Division of Pulmonary, Allergy, and Critical Care Medicine and.
Division of Pulmonary, Allergy, and Critical Care Medicine and; Department of Medicine, University of Alabama at Birmingham, Birmingham, Alabama.
Am J Med Sci. 2019 May;357(5):384-389. doi: 10.1016/j.amjms.2019.02.008. Epub 2019 Feb 12.

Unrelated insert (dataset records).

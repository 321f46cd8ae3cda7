//! Greedy settlement of balances into transactions

use std::collections::VecDeque;

use bigdecimal::{BigDecimal, Zero};

use crate::types::*;

/// List form of a balance map, in map order
pub fn balances_to_members(balances: &Balances) -> Vec<MemberBalance> {
    balances
        .iter()
        .map(|(name, balance)| MemberBalance::new(name.clone(), balance.clone()))
        .collect()
}

/// Split members into those who pay (positive balance, largest first) and
/// those who get paid (negative balance, most negative first)
///
/// Settled members are dropped. Ties keep their input order.
pub fn partition_members(members: Vec<MemberBalance>) -> (Vec<MemberBalance>, Vec<MemberBalance>) {
    let zero = BigDecimal::zero();
    let (mut payers, rest): (Vec<_>, Vec<_>) =
        members.into_iter().partition(|m| m.balance > zero);
    let mut payees: Vec<_> = rest.into_iter().filter(|m| m.balance < zero).collect();

    payers.sort_by(|a, b| b.balance.cmp(&a.balance));
    payees.sort_by(|a, b| a.balance.cmp(&b.balance));

    (payers, payees)
}

/// Pay the first payee as much as `payer` can cover or the payee is owed,
/// whichever is smaller
///
/// Returns the updated payer and the emitted transaction; the payee queue is
/// advanced when its head is fully paid.
fn pay_back(
    payer: &MemberBalance,
    payees: &mut VecDeque<MemberBalance>,
) -> Option<(MemberBalance, Transaction)> {
    let payee = payees.pop_front()?;
    let owed = -&payee.balance;
    let amount = if payer.balance < owed {
        payer.balance.clone()
    } else {
        owed
    };

    let remaining = &payee.balance + &amount;
    if !remaining.is_zero() {
        payees.push_front(payee.with_balance(remaining));
    }

    let transaction = Transaction::new(payer.name.clone(), payee.name, amount.clone());
    Some((payer.with_balance(&payer.balance - &amount), transaction))
}

/// Turn balances into the list of transactions that settles them
///
/// Each paying member, largest balance first, pays the head of the payee
/// queue until their balance is cleared. Whatever cannot be matched (rounding
/// drift) is dropped.
pub fn settle(balances: &Balances) -> Vec<Transaction> {
    let (payers, payees) = partition_members(balances_to_members(balances));
    let payer_count = payers.len();
    let payee_count = payees.len();

    let zero = BigDecimal::zero();
    let mut payees = VecDeque::from(payees);
    let mut transactions = Vec::new();
    let mut unmatched = BigDecimal::zero();

    for mut payer in payers {
        while payer.balance > zero {
            match pay_back(&payer, &mut payees) {
                Some((updated, transaction)) => {
                    transactions.push(transaction);
                    payer = updated;
                }
                None => break,
            }
        }
        unmatched += &payer.balance;
    }
    for payee in &payees {
        unmatched += &payee.balance;
    }

    if !unmatched.is_zero() {
        tracing::debug!(unmatched = %unmatched, "dropping unmatched balance");
    }
    tracing::debug!(
        payer_count,
        payee_count,
        transaction_count = transactions.len(),
        "settled balances"
    );

    transactions
}

#[cfg(test)]
mod tests {
    use super::*;

    fn balances(entries: &[(&str, i64)]) -> Balances {
        entries
            .iter()
            .map(|(name, amount)| (name.to_string(), BigDecimal::from(*amount)))
            .collect()
    }

    fn tx(from: &str, to: &str, amount: i64) -> Transaction {
        Transaction::new(from.to_string(), to.to_string(), BigDecimal::from(amount))
    }

    #[test]
    fn test_empty_balances() {
        assert!(settle(&Balances::new()).is_empty());
    }

    #[test]
    fn test_single_pair() {
        assert_eq!(settle(&balances(&[("A", 10), ("B", -10)])), vec![tx("A", "B", 10)]);
    }

    #[test]
    fn test_one_payee_many_payers() {
        let transactions = settle(&balances(&[("A", -60), ("B", 30), ("C", 30)]));
        assert_eq!(transactions, vec![tx("B", "A", 30), tx("C", "A", 30)]);
    }

    #[test]
    fn test_payer_split_across_payees() {
        let transactions = settle(&balances(&[("A", 50), ("B", -20), ("C", -30)]));
        assert_eq!(transactions, vec![tx("A", "C", 30), tx("A", "B", 20)]);
    }

    #[test]
    fn test_partial_payments_carry_over() {
        let transactions = settle(&balances(&[("A", 40), ("B", 20), ("C", -35), ("D", -25)]));
        assert_eq!(
            transactions,
            vec![tx("A", "C", 35), tx("A", "D", 5), tx("B", "D", 20)]
        );
    }

    #[test]
    fn test_zero_balances_are_skipped() {
        let transactions = settle(&balances(&[("A", 0), ("B", 5), ("C", -5)]));
        assert_eq!(transactions, vec![tx("B", "C", 5)]);
    }

    #[test]
    fn test_ties_keep_input_order() {
        let (payers, payees) =
            partition_members(balances_to_members(&balances(&[("B", 10), ("A", 10), ("C", -20)])));
        assert_eq!(payers[0].name, "B");
        assert_eq!(payers[1].name, "A");
        assert_eq!(payees[0].name, "C");
    }

    #[test]
    fn test_lone_member_is_dropped() {
        assert!(settle(&balances(&[("A", 7)])).is_empty());
        assert!(settle(&balances(&[("A", -7)])).is_empty());
    }

    #[test]
    fn test_drift_residual_is_dropped() {
        let transactions = settle(&balances(&[("A", -7), ("B", 3), ("C", 3)]));
        assert_eq!(transactions, vec![tx("B", "A", 3), tx("C", "A", 3)]);

        let transactions = settle(&balances(&[("A", -5), ("B", 3), ("C", 3)]));
        assert_eq!(transactions, vec![tx("B", "A", 3), tx("C", "A", 2)]);
    }

    #[test]
    fn test_input_balances_unchanged() {
        let input = balances(&[("A", 10), ("B", -10)]);
        let before = input.clone();
        let _ = settle(&input);
        assert_eq!(input, before);
    }
}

Idiopathic pulmonary fibrosis (IPF) is one of many clinical syndromes that are associated with aging, and is increasing in both incidence and prevalence with the rapid rise in aging populations world-wide. There is accumulating data on how the biology of aging may influence the susceptibility to lung fibrosis in the elderly. In this review, we explore some of the known "hallmarks of aging," including telomere attrition, genomic instability, epigenetic alterations, loss of proteostasis, cellular senescence and mitochondrial dysfunction in the pathobiology of IPF. Additionally, we discuss age-associated alterations in extracellular matrix that may contribute to the development and/or progression of IPF.
特发性肺纤维化(IPF)是与衰老相关的多种临床综合征之一,随着全球人口老龄化的迅速增加,其发病率和患病率都在上升。关于衰老生物学如何影响老年人患肺纤维化的易感性,已有越来越多的数据。在这篇综述中,我们探讨了 IPF 发病机制中一些已知的“衰老标志”,包括端粒磨损、基因组不稳定性、表观遗传改变、蛋白质稳态丧失、细胞衰老和线粒体功能障碍。此外,我们还讨论了与年龄相关的细胞外基质改变,这些改变可能导致 IPF 的发生和/或进展。